Gérald Darmanin a évoqué un trou de "4  à 5 milliards d'euros" pour passer sous les 3% du PIB.

Gérald Darmanin a évoqué un trou de "4 à 5 milliards d'euros" pour passer sous les 3% du PIB. - BFMTV - RMC

Invité de BFMTV- RMC ce vendredi, le ministre de l'Action et des Comptes publics est revenu sur le rapport de la Cour des comptes publié la veille.
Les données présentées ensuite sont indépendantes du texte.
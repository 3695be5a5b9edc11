//! Column layout selection for converted tables
//!
//! Layout is a presentation choice: a configured rule wins when its header
//! keywords match, otherwise the last column expands.

use super::parser::MarkdownTable;
use crate::core::md2latex::context::{M2LOptions, TableStyle};

/// Header-keyword driven column layout
#[derive(Debug, Clone, PartialEq, Eq, Default)]
#[cfg_attr(
    any(feature = "config", feature = "wasm"),
    derive(serde::Serialize, serde::Deserialize),
    serde(default)
)]
pub struct TableLayoutRule {
    /// Every keyword must occur in the lower-cased header text
    pub keywords: Vec<String>,
    /// Restrict the rule to tables with this many columns
    pub column_count: Option<usize>,
    /// Column specification, e.g. `|l|p{4cm}|X|`
    pub columns: String,
    /// Caption used when no caption marker precedes the table
    pub caption: Option<String>,
    /// Label used together with `caption`
    pub label: Option<String>,
}

impl TableLayoutRule {
    pub fn new<I, S>(keywords: I, columns: impl Into<String>) -> Self
    where
        I: IntoIterator<Item = S>,
        S: Into<String>,
    {
        TableLayoutRule {
            keywords: keywords.into_iter().map(Into::into).collect(),
            column_count: None,
            columns: columns.into(),
            caption: None,
            label: None,
        }
    }

    pub fn with_column_count(mut self, count: usize) -> Self {
        self.column_count = Some(count);
        self
    }

    pub fn with_caption(mut self, caption: impl Into<String>, label: impl Into<String>) -> Self {
        self.caption = Some(caption.into());
        self.label = Some(label.into());
        self
    }

    /// Check the rule against a table's lower-cased header text and width
    pub fn matches(&self, header_text: &str, col_count: usize) -> bool {
        if let Some(count) = self.column_count {
            if count != col_count {
                return false;
            }
        }
        self.keywords
            .iter()
            .all(|k| header_text.contains(k.to_lowercase().as_str()))
    }
}

/// Resolved layout for one table
#[derive(Debug, Clone, PartialEq, Eq)]
pub struct TableLayout {
    /// Column specification
    pub columns: String,
    /// Caption supplied by a rule
    pub caption: Option<String>,
    /// Label supplied by a rule
    pub label: Option<String>,
}

impl TableLayout {
    /// `tabularx` when any column expands, `tabular` otherwise
    pub fn env_name(&self) -> &'static str {
        if self.columns.contains('X') {
            "tabularx"
        } else {
            "tabular"
        }
    }

    /// Opening line of the tabular environment
    pub fn begin(&self) -> String {
        match self.env_name() {
            "tabularx" => format!("\\begin{{tabularx}}{{\\textwidth}}{{{}}}", self.columns),
            env => format!("\\begin{{{}}}{{{}}}", env, self.columns),
        }
    }

    /// Closing line of the tabular environment
    pub fn end(&self) -> String {
        format!("\\end{{{}}}", self.env_name())
    }
}

/// Choose the layout for a parsed table
pub fn choose_layout(table: &MarkdownTable, options: &M2LOptions) -> TableLayout {
    let header_text = table.header_text();
    if let Some(rule) = options
        .table_rules
        .iter()
        .find(|r| r.matches(&header_text, table.col_count()))
    {
        return TableLayout {
            columns: rule.columns.clone(),
            caption: rule.caption.clone(),
            label: rule.label.clone(),
        };
    }

    TableLayout {
        columns: default_columns(table, options.table_style),
        caption: None,
        label: None,
    }
}

/// Bordered column spec built from the separator alignments.
///
/// For `tabularx` the last column becomes `X` so the table fills the text
/// width; the fixed columns keep their alignment.
fn default_columns(table: &MarkdownTable, style: TableStyle) -> String {
    let mut specs: Vec<char> = table
        .alignments
        .iter()
        .map(|a| a.to_latex_char())
        .collect();

    if style == TableStyle::Tabularx {
        if let Some(last) = specs.last_mut() {
            *last = 'X';
        }
    }

    let mut columns = String::with_capacity(specs.len() * 2 + 1);
    columns.push('|');
    for spec in specs {
        columns.push(spec);
        columns.push('|');
    }
    columns
}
Il a assuré que l'objectif de réduire le déficit à moins de 3% du PIB cette année serait tenu. Mais il n'a pas donné de détails sur les futures économies.

8 milliards d'euros. Voilà le dérapage qu'a révélé jeudi le rapport sur la situation et les perspectives des finances publiques de la Cour des comptes. Si rien n'est fait, le déficit serait alors de 3,2% du PIB cette année, loin des 2,8% visés par le précédent gouvernement, selon la Cour. Cette dernière a sévèrement épinglé la gestion de l'exécutif de François Hollande.

Invité de BFMTV-RMC ce vendredi, le ministre de l'Action et des Comptes publics Gérald Darmanin est revenu sur ce rapport. Il a évoqué "un audit extrêmement alarmant sur le fond et sur la forme. Sur la forme, jamais la Cour des comptes n'avait utilisé les termes 'insincérité' ou 'biais de construction'".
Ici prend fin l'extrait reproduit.